### Task data

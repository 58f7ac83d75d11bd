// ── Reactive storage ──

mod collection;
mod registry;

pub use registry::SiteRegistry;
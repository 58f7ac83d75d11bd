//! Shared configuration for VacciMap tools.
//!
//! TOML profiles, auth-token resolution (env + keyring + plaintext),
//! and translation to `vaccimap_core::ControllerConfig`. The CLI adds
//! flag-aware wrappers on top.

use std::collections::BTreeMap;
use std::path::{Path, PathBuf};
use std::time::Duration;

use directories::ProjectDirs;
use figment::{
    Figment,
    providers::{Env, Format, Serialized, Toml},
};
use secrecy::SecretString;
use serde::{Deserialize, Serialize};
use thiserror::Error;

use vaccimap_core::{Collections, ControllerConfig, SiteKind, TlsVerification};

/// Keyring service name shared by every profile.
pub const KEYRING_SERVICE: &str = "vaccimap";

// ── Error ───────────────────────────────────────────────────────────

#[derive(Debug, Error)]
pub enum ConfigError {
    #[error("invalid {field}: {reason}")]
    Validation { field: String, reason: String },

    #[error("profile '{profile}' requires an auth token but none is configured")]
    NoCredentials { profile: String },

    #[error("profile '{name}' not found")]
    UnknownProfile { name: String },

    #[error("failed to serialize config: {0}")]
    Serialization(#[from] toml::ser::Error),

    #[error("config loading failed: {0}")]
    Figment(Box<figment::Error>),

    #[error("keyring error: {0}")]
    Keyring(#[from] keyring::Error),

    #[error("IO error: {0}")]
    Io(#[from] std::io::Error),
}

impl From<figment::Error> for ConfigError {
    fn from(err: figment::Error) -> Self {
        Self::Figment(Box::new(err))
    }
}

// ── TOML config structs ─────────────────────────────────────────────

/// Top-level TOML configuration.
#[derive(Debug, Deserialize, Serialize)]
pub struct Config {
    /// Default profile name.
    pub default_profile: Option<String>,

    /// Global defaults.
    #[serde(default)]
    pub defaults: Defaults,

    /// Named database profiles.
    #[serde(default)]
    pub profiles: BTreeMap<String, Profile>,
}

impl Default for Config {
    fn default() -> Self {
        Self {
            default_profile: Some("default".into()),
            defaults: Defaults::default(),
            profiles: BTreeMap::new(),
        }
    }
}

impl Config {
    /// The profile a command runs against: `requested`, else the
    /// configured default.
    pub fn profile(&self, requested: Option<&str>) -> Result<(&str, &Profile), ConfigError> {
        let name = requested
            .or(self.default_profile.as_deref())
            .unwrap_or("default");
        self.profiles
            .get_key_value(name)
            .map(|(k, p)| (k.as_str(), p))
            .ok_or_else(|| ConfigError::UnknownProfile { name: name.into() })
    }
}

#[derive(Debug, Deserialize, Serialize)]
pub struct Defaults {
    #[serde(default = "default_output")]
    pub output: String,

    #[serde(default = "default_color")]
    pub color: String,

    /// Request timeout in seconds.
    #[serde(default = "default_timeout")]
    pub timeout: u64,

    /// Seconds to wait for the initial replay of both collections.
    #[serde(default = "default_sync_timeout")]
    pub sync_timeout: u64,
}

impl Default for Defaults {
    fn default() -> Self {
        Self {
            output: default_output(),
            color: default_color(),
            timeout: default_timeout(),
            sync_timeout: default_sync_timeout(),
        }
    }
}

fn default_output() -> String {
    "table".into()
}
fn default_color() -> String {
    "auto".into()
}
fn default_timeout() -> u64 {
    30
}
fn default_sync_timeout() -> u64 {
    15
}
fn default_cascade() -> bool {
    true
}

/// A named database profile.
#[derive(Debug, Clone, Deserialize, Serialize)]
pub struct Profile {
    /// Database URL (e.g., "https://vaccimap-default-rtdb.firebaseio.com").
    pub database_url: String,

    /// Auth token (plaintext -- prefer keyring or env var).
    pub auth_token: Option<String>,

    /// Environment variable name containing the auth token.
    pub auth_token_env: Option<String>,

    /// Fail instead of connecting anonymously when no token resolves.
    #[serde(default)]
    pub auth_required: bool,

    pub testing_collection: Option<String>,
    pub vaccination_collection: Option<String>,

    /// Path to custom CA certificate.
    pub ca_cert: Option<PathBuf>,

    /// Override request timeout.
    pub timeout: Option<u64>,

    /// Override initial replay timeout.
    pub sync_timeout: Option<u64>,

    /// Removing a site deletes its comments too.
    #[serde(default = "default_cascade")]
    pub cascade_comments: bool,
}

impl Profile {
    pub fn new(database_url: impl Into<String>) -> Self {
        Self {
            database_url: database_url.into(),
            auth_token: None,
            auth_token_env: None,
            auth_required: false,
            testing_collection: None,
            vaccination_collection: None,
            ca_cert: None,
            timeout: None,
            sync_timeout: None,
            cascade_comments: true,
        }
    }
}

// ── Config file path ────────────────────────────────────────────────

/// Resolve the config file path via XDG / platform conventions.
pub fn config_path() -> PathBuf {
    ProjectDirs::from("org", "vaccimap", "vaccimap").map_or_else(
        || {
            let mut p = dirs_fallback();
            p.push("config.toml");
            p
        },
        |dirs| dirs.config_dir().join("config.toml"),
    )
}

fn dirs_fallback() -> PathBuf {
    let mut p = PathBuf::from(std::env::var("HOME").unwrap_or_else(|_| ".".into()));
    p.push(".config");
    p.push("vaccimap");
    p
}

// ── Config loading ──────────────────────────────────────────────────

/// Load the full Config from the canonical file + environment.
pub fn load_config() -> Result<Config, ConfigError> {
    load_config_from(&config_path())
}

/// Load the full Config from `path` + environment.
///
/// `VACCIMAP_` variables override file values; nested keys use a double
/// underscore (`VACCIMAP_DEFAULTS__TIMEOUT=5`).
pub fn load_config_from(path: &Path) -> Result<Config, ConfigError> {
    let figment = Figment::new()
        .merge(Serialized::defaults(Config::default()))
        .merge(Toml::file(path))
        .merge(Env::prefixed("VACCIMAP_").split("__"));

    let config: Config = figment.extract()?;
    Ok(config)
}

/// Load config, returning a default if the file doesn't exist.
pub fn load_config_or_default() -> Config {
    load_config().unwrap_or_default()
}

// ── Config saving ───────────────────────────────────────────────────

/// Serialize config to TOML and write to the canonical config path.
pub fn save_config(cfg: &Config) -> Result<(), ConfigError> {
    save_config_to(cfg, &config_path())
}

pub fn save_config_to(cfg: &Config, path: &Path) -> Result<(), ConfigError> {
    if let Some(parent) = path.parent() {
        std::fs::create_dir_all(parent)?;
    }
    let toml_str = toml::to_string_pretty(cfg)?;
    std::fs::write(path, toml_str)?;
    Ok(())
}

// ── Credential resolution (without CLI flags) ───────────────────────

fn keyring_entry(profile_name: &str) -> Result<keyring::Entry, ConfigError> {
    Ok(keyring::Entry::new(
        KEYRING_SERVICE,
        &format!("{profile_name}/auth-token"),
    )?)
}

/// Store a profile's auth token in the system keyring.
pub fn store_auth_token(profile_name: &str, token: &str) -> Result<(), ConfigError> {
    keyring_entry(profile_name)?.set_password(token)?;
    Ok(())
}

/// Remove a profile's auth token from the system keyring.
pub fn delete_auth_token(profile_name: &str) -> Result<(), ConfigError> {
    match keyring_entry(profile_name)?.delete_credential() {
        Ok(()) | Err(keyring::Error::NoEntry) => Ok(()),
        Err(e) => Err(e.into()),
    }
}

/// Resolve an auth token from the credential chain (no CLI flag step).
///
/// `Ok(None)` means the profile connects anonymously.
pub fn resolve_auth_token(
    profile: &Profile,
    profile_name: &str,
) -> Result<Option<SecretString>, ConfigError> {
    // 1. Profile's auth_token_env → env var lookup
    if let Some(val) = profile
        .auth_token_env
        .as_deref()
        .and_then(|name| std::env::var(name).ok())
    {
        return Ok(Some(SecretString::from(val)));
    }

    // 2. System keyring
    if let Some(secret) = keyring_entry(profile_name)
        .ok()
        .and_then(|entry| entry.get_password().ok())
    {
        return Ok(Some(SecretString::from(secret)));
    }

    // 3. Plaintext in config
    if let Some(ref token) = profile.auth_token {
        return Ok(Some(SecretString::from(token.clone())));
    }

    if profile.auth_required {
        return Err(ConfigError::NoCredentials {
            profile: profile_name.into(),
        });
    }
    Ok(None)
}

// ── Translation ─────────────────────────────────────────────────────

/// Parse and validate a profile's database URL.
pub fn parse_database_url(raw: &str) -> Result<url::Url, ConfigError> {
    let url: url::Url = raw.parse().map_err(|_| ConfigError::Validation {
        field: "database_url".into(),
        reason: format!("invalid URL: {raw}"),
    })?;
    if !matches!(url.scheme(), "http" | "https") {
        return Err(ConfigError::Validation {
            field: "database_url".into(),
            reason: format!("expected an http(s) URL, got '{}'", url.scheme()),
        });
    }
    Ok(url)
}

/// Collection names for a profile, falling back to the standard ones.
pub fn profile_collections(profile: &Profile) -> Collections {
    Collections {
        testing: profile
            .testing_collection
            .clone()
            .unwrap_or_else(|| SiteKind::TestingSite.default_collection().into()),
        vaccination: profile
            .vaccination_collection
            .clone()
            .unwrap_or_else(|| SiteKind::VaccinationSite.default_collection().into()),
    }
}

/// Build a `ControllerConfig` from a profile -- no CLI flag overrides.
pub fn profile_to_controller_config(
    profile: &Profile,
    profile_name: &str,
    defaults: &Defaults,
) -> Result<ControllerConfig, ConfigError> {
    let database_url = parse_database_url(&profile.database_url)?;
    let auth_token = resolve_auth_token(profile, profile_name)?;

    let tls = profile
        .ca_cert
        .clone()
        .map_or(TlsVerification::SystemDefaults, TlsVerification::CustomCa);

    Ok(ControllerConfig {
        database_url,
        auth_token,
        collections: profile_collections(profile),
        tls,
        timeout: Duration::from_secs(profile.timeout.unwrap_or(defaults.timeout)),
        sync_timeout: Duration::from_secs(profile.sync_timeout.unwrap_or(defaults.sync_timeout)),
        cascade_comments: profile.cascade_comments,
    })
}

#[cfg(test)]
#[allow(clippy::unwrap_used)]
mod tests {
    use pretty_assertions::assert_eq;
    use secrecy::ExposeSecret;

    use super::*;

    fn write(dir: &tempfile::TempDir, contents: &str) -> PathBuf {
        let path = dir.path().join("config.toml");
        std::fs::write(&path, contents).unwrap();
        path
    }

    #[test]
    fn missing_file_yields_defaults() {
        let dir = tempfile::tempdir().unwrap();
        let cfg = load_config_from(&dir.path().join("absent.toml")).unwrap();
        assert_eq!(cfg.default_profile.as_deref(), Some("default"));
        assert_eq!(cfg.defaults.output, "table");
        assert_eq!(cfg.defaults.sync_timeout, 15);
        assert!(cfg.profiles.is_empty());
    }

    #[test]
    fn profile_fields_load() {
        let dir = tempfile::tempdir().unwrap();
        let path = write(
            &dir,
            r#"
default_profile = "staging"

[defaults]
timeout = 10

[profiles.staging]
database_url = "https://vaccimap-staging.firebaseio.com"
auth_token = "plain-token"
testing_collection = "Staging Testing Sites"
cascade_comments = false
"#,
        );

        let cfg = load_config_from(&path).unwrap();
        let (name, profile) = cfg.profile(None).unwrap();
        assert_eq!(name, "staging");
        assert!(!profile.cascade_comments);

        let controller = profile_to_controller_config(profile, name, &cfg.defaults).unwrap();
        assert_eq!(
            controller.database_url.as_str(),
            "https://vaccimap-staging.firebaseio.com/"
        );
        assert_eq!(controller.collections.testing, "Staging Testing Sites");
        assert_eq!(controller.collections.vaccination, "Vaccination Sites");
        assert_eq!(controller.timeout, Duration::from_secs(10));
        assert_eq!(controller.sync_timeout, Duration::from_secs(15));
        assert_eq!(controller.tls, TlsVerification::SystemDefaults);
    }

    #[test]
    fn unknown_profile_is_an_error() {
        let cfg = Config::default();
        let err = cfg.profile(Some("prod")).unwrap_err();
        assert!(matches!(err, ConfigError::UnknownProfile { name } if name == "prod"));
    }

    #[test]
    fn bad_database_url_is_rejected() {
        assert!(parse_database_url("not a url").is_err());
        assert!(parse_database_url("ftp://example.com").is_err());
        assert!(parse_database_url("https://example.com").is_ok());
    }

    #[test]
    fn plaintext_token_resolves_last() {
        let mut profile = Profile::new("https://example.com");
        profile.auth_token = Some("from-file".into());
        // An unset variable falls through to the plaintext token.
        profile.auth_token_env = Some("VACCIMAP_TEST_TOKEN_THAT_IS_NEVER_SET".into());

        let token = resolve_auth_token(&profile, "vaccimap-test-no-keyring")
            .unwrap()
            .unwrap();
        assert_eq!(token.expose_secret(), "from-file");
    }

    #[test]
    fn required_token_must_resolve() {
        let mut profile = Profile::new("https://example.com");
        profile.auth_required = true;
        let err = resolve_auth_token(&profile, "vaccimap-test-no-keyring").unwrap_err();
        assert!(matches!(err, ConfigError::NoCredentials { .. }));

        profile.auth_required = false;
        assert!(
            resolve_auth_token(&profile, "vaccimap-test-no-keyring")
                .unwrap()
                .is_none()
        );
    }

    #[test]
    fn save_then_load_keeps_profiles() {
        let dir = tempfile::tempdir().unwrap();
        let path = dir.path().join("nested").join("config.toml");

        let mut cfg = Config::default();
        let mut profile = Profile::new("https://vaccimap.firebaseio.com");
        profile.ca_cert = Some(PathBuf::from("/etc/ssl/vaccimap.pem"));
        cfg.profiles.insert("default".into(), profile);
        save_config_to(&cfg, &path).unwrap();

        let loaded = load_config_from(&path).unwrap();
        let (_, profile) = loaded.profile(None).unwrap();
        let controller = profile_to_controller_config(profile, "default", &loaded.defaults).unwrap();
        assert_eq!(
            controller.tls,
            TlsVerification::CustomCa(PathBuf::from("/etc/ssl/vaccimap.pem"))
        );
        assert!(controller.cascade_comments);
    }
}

### Prompt
Out of the data above, transcribe exactly and only the lines starting with the line that has "its comments too." and going on through the line that has "pub fn config_path()", both included.

### Written response
    /// Removing a site deletes its comments too.
    #[serde(default = "default_cascade")]
    pub cascade_comments: bool,
}

impl Profile {
    pub fn new(database_url: impl Into<String>) -> Self {
        Self {
            database_url: database_url.into(),
            auth_token: None,
            auth_token_env: None,
            auth_required: false,
            testing_collection: None,
            vaccination_collection: None,
            ca_cert: None,
            timeout: None,
            sync_timeout: None,
            cascade_comments: true,
        }
    }
}

// ── Config file path ────────────────────────────────────────────────

/// Resolve the config file path via XDG / platform conventions.
pub fn config_path() -> PathBuf {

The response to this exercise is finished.